Deep Ensembling with Multimodal Image Fusion for Efficient Classification of Lung Cancer
Surochita Pal, Sushmita Mitra
TL;DR
This work tackles lung cancer classification from multimodal PET–CT slices under limited data. It introduces the DEMF framework, which pairs $PCA$-based fusion (PCAE) of CT and PET with a majority-voting ensemble of pretrained CNNs, and uses Grad-CAM for interpretability. Ablation studies and Grad-CAM analyses show that PCAE fusion and the ensemble approach outperform single-modality baselines and individual models, providing robust performance across three public datasets. The results demonstrate strong accuracy and interpretability, suggesting practical utility for efficient multimodal medical image analysis in data-scarce settings and potential extension to other diseases.
Abstract
This study focuses on the classification of cancerous and healthy slices from multimodal lung images.

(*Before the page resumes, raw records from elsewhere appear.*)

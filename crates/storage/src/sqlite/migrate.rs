use chrono::Utc;
use sqlx::SqlitePool;

use super::SqliteInitError;

const SCHEMA_V1: &[&str] = &[
    r"
        CREATE TABLE IF NOT EXISTS questions (
            id INTEGER PRIMARY KEY,
            prompt TEXT NOT NULL,
            options TEXT NOT NULL,
            correct TEXT NOT NULL,
            category TEXT NOT NULL
        );
    ",
    r"
        CREATE TABLE IF NOT EXISTS question_progress (
            question_id INTEGER PRIMARY KEY,
            appearances INTEGER NOT NULL CHECK (appearances >= 0),
            correct_count INTEGER NOT NULL
                CHECK (correct_count >= 0 AND correct_count <= appearances),
            last_seen TEXT
        );
    ",
    r"
        CREATE TABLE IF NOT EXISTS test_state (
            id INTEGER PRIMARY KEY CHECK (id = 1),
            payload TEXT NOT NULL,
            updated_at TEXT NOT NULL
        );
    ",
    r"
        CREATE TABLE IF NOT EXISTS test_results (
            id INTEGER PRIMARY KEY,
            started_at TEXT NOT NULL,
            ended_at TEXT NOT NULL,
            score INTEGER NOT NULL CHECK (score BETWEEN 0 AND 100),
            correct INTEGER NOT NULL CHECK (correct >= 0),
            total INTEGER NOT NULL CHECK (total >= correct),
            duration_minutes INTEGER NOT NULL CHECK (duration_minutes >= 0),
            replaced_question_ids TEXT NOT NULL,
            answers TEXT NOT NULL
        );
    ",
    r"
        CREATE TABLE IF NOT EXISTS user_stats (
            id INTEGER PRIMARY KEY CHECK (id = 1),
            total_tests INTEGER NOT NULL CHECK (total_tests >= 0),
            average_score REAL NOT NULL,
            last_test TEXT,
            total_questions_seen INTEGER NOT NULL CHECK (total_questions_seen >= 0)
        );
    ",
    r"
        CREATE TABLE IF NOT EXISTS quiz_settings (
            id INTEGER PRIMARY KEY CHECK (id = 1),
            timer_enabled INTEGER NOT NULL,
            timer_minutes INTEGER NOT NULL,
            show_feedback INTEGER NOT NULL,
            show_statistics INTEGER NOT NULL,
            questions_per_test INTEGER NOT NULL
        );
    ",
    r"
        CREATE TABLE IF NOT EXISTS invalid_questions (
            question_id INTEGER PRIMARY KEY,
            marked_at TEXT NOT NULL
        );
    ",
    r"
        CREATE TABLE IF NOT EXISTS returned_questions (
            question_id INTEGER PRIMARY KEY,
            returned_at TEXT NOT NULL
        );
    ",
    r"
        CREATE TABLE IF NOT EXISTS question_corrections (
            question_id INTEGER PRIMARY KEY,
            prompt TEXT NOT NULL,
            options TEXT NOT NULL,
            correct TEXT NOT NULL,
            corrected_at TEXT NOT NULL
        );
    ",
    r"
        CREATE INDEX IF NOT EXISTS idx_test_results_ended
            ON test_results (ended_at, id);
    ",
];

/// Runs a single, consolidated migration for the current schema.
pub async fn run_migrations(pool: &SqlitePool) -> Result<(), SqliteInitError> {
    async fn is_applied(pool: &SqlitePool, version: i64) -> Result<bool, sqlx::Error> {
        let row = sqlx::query("SELECT 1 FROM schema_migrations WHERE version = ?1")
            .bind(version)
            .fetch_optional(pool)
            .await?;
        Ok(row.is_some())
    }

    sqlx::query(
        r"
            CREATE TABLE IF NOT EXISTS schema_migrations (
                version INTEGER PRIMARY KEY,
                applied_at TEXT NOT NULL
            );
            ",
    )
    .execute(pool)
    .await?;

    if !is_applied(pool, 1).await? {
        let mut tx = pool.begin().await?;

        for statement in SCHEMA_V1 {
            sqlx::query(statement).execute(&mut *tx).await?;
        }

        sqlx::query(
            r"
                INSERT INTO schema_migrations (version, applied_at)
                VALUES (?1, ?2)
                ON CONFLICT(version) DO NOTHING
            ",
        )
        .bind(1_i64)
        .bind(Utc::now())
        .execute(&mut *tx)
        .await?;

        tx.commit().await?;
    }

    Ok(())
}
use anyhow::Result;
use clap::Subcommand;
use quiz_core::model::QuizSettingsUpdate;
use services::AppServices;

use crate::views::print_json;

#[derive(Subcommand)]
pub enum ConfigAction {
    /// Print the current settings
    Show,

    /// Change one or more settings; numbers are clamped to their range
    Set {
        #[arg(long)]
        timer_enabled: Option<bool>,

        #[arg(long)]
        timer_minutes: Option<u32>,

        #[arg(long)]
        show_feedback: Option<bool>,

        #[arg(long)]
        show_statistics: Option<bool>,

        #[arg(long)]
        questions_per_test: Option<u32>,
    },
}

pub async fn execute(app: &AppServices, action: ConfigAction) -> Result<()> {
    let settings = app.settings();
    match action {
        ConfigAction::Show => print_json(&settings.load().await?),
        ConfigAction::Set {
            timer_enabled,
            timer_minutes,
            show_feedback,
            show_statistics,
            questions_per_test,
        } => {
            let update = QuizSettingsUpdate {
                timer_enabled,
                timer_minutes,
                show_feedback,
                show_statistics,
                questions_per_test,
            };
            print_json(&settings.update(update).await?)
        }
    }
}
use std::collections::{HashMap, HashSet};
use std::sync::{Arc, Mutex, PoisonError};

use quiz_core::model::{Question, QuestionCorrection, QuestionId};
use quiz_core::selection::QuestionSelector;
use rand::SeedableRng;
use rand::rngs::StdRng;
use rand::seq::SliceRandom;
use storage::repository::{CurationRepository, ProgressStore, QuestionRepository};
use tracing::{debug, info};

use crate::error::QuizServiceError;

/// Draws tests, extra questions and replacements from the question bank.
///
/// The bank is read with corrections applied. Questions flagged as invalid
/// never enter a draw.
#[derive(Clone)]
pub struct QuizService {
    questions: Arc<dyn QuestionRepository>,
    progress: Arc<dyn ProgressStore>,
    curation: Arc<dyn CurationRepository>,
    selector: QuestionSelector,
    rng: Arc<Mutex<StdRng>>,
}

impl QuizService {
    #[must_use]
    pub fn new(
        questions: Arc<dyn QuestionRepository>,
        progress: Arc<dyn ProgressStore>,
        curation: Arc<dyn CurationRepository>,
    ) -> Self {
        Self {
            questions,
            progress,
            curation,
            selector: QuestionSelector::default(),
            rng: Arc::new(Mutex::new(StdRng::from_rng(&mut rand::rng()))),
        }
    }

    /// Use a seeded generator so draws are reproducible.
    #[must_use]
    pub fn with_seed(mut self, seed: u64) -> Self {
        self.rng = Arc::new(Mutex::new(StdRng::seed_from_u64(seed)));
        self
    }

    fn with_rng<T>(&self, f: impl FnOnce(&mut StdRng) -> T) -> T {
        let mut guard = self.rng.lock().unwrap_or_else(PoisonError::into_inner);
        f(&mut guard)
    }

    /// Store bank questions, replacing any with the same id.
    ///
    /// # Errors
    ///
    /// Returns `QuizServiceError::Storage` if the write fails.
    pub async fn import_questions(
        &self,
        questions: &[Question],
    ) -> Result<usize, QuizServiceError> {
        let written = self.questions.upsert_questions(questions).await?;
        info!(written, "imported questions");
        Ok(written)
    }

    /// Every bank question with stored corrections applied.
    ///
    /// # Errors
    ///
    /// Returns `QuizServiceError::Storage` on read failures.
    pub async fn corrected_bank(&self) -> Result<Vec<Question>, QuizServiceError> {
        let bank = self.questions.load_all().await?;
        let corrections: HashMap<QuestionId, QuestionCorrection> = self
            .curation
            .list_corrections()
            .await?
            .into_iter()
            .map(|c| (c.question_id(), c))
            .collect();

        Ok(bank
            .iter()
            .map(|q| match corrections.get(&q.id()) {
                Some(c) => c.apply_to(q),
                None => q.clone(),
            })
            .collect())
    }

    /// The corrected bank minus questions flagged as invalid.
    ///
    /// # Errors
    ///
    /// Returns `QuizServiceError::Storage` on read failures.
    pub async fn draw_pool(&self) -> Result<Vec<Question>, QuizServiceError> {
        let invalid: HashSet<QuestionId> = self
            .curation
            .list_invalid()
            .await?
            .into_iter()
            .map(|m| m.question_id)
            .collect();
        let mut pool = self.corrected_bank().await?;
        pool.retain(|q| !invalid.contains(&q.id()));
        debug!(pool = pool.len(), excluded = invalid.len(), "draw pool ready");
        Ok(pool)
    }

    /// Draw a weighted test of up to `target` questions.
    ///
    /// # Errors
    ///
    /// Returns `QuizServiceError::NoQuestions` if the draw pool is empty.
    pub async fn draw_test(&self, target: usize) -> Result<Vec<Question>, QuizServiceError> {
        let pool = self.draw_pool().await?;
        if pool.is_empty() {
            return Err(QuizServiceError::NoQuestions);
        }
        let progress = self.progress.get_all().await?;
        let selected = self.with_rng(|rng| self.selector.select(&pool, &progress, target, rng));
        info!(
            selected = selected.len(),
            target,
            pool = pool.len(),
            "drew test"
        );
        Ok(selected)
    }

    /// Up to `count` uniformly shuffled questions not listed in `exclude`.
    ///
    /// # Errors
    ///
    /// Returns `QuizServiceError::Storage` on read failures.
    pub async fn extra_questions(
        &self,
        count: usize,
        exclude: &HashSet<QuestionId>,
    ) -> Result<Vec<Question>, QuizServiceError> {
        let mut pool = self.draw_pool().await?;
        pool.retain(|q| !exclude.contains(&q.id()));
        self.with_rng(|rng| pool.shuffle(rng));
        pool.truncate(count);
        debug!(requested = count, sent = pool.len(), "extra questions");
        Ok(pool)
    }

    /// One weighted pick outside `exclude`, or `None` if nothing is left.
    ///
    /// # Errors
    ///
    /// Returns `QuizServiceError::Storage` on read failures.
    pub async fn replacement_for(
        &self,
        exclude: &HashSet<QuestionId>,
    ) -> Result<Option<Question>, QuizServiceError> {
        let pool = self.draw_pool().await?;
        let progress = self.progress.get_all().await?;
        Ok(self.with_rng(|rng| {
            self.selector
                .select_replacement(&pool, &progress, exclude, rng)
        }))
    }
}

#[cfg(test)]
mod tests {
    use super::*;
    use quiz_core::model::{Category, InvalidMark, OptionKey};
    use quiz_core::time::fixed_now;
    use std::collections::BTreeMap;
    use storage::repository::InMemoryRepository;

    fn question(id: u64, category: Category) -> Question {
        Question::new(
            QuestionId::new(id),
            format!("Q{id}"),
            vec![(OptionKey::A, "x".into()), (OptionKey::B, "y".into())],
            OptionKey::A,
            category,
        )
        .unwrap()
    }

    async fn service_with(n: u64) -> (QuizService, InMemoryRepository) {
        let repo = InMemoryRepository::new();
        let bank: Vec<Question> = (1..=n)
            .map(|i| {
                let category = if i % 2 == 0 {
                    Category::RegionalExams
                } else {
                    Category::Legislation
                };
                question(i, category)
            })
            .collect();
        repo.upsert_questions(&bank).await.unwrap();
        let svc = QuizService::new(
            Arc::new(repo.clone()),
            Arc::new(repo.clone()),
            Arc::new(repo.clone()),
        )
        .with_seed(7);
        (svc, repo)
    }

    #[tokio::test]
    async fn draw_excludes_invalid_questions() {
        let (svc, repo) = service_with(20).await;
        repo.mark_invalid(InvalidMark {
            question_id: QuestionId::new(4),
            marked_at: fixed_now(),
        })
        .await
        .unwrap();

        let drawn = svc.draw_test(100).await.unwrap();
        assert_eq!(drawn.len(), 19);
        assert!(drawn.iter().all(|q| q.id() != QuestionId::new(4)));
    }

    #[tokio::test]
    async fn draw_applies_corrections() {
        let (svc, repo) = service_with(3).await;
        let correction = QuestionCorrection::new(
            QuestionId::new(2),
            "Corregida",
            BTreeMap::from([
                ("a".to_string(), Some("x".to_string())),
                ("b".to_string(), Some("y".to_string())),
            ]),
            "b",
            fixed_now(),
        )
        .unwrap();
        repo.save_correction(&correction).await.unwrap();

        let drawn = svc.draw_test(3).await.unwrap();
        let patched = drawn.iter().find(|q| q.id() == QuestionId::new(2)).unwrap();
        assert_eq!(patched.prompt(), "Corregida");
        assert_eq!(patched.correct(), OptionKey::B);
        assert_eq!(patched.category(), Category::RegionalExams);
    }

    #[tokio::test]
    async fn empty_bank_cannot_draw() {
        let (svc, _repo) = service_with(0).await;
        assert!(matches!(
            svc.draw_test(10).await,
            Err(QuizServiceError::NoQuestions)
        ));
    }

    #[tokio::test]
    async fn extra_questions_skip_excluded() {
        let (svc, _repo) = service_with(10).await;
        let exclude: HashSet<QuestionId> = (1..=7).map(QuestionId::new).collect();
        let extra = svc.extra_questions(5, &exclude).await.unwrap();
        assert_eq!(extra.len(), 3);
        assert!(extra.iter().all(|q| !exclude.contains(&q.id())));
    }

    #[tokio::test]
    async fn replacement_is_none_when_everything_is_excluded() {
        let (svc, _repo) = service_with(2).await;
        let exclude: HashSet<QuestionId> = [QuestionId::new(1)].into();
        let pick = svc.replacement_for(&exclude).await.unwrap();
        assert_eq!(pick.map(|q| q.id()), Some(QuestionId::new(2)));

        let all: HashSet<QuestionId> = [QuestionId::new(1), QuestionId::new(2)].into();
        assert!(svc.replacement_for(&all).await.unwrap().is_none());
    }

    #[tokio::test]
    async fn seeded_draws_repeat() {
        let (a, _) = service_with(30).await;
        let (b, _) = service_with(30).await;
        let ids = |qs: Vec<Question>| qs.iter().map(Question::id).collect::<Vec<_>>();
        assert_eq!(
            ids(a.draw_test(10).await.unwrap()),
            ids(b.draw_test(10).await.unwrap())
        );
    }
}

The data used in the research comprises Computed Tomography (CT) and Positron Emission Tomography (PET) images. The proposed strategy achieves the fusion of PET and CT images by utilizing Principal Component Analysis (PCA) and an Autoencoder. Subsequently, a new ensemble-based classifier developed, Deep Ensembled Multimodal Fusion (DEMF), employing majority voting to classify the sample images under examination. Gradient-weighted Class Activation Mapping (Grad-CAM) employed to visualize the classification accuracy of cancer-affected images. Given the limited sample size, a random image augmentation strategy employed during the training phase. The DEMF network helps mitigate the challenges of scarce data in computer-aided medical image analysis. The proposed network compared with state-of-the-art networks across three publicly available datasets. The network outperforms others based on the metrics - Accuracy, F1-Score, Precision, and Recall. The investigation results highlight the effectiveness of the proposed network.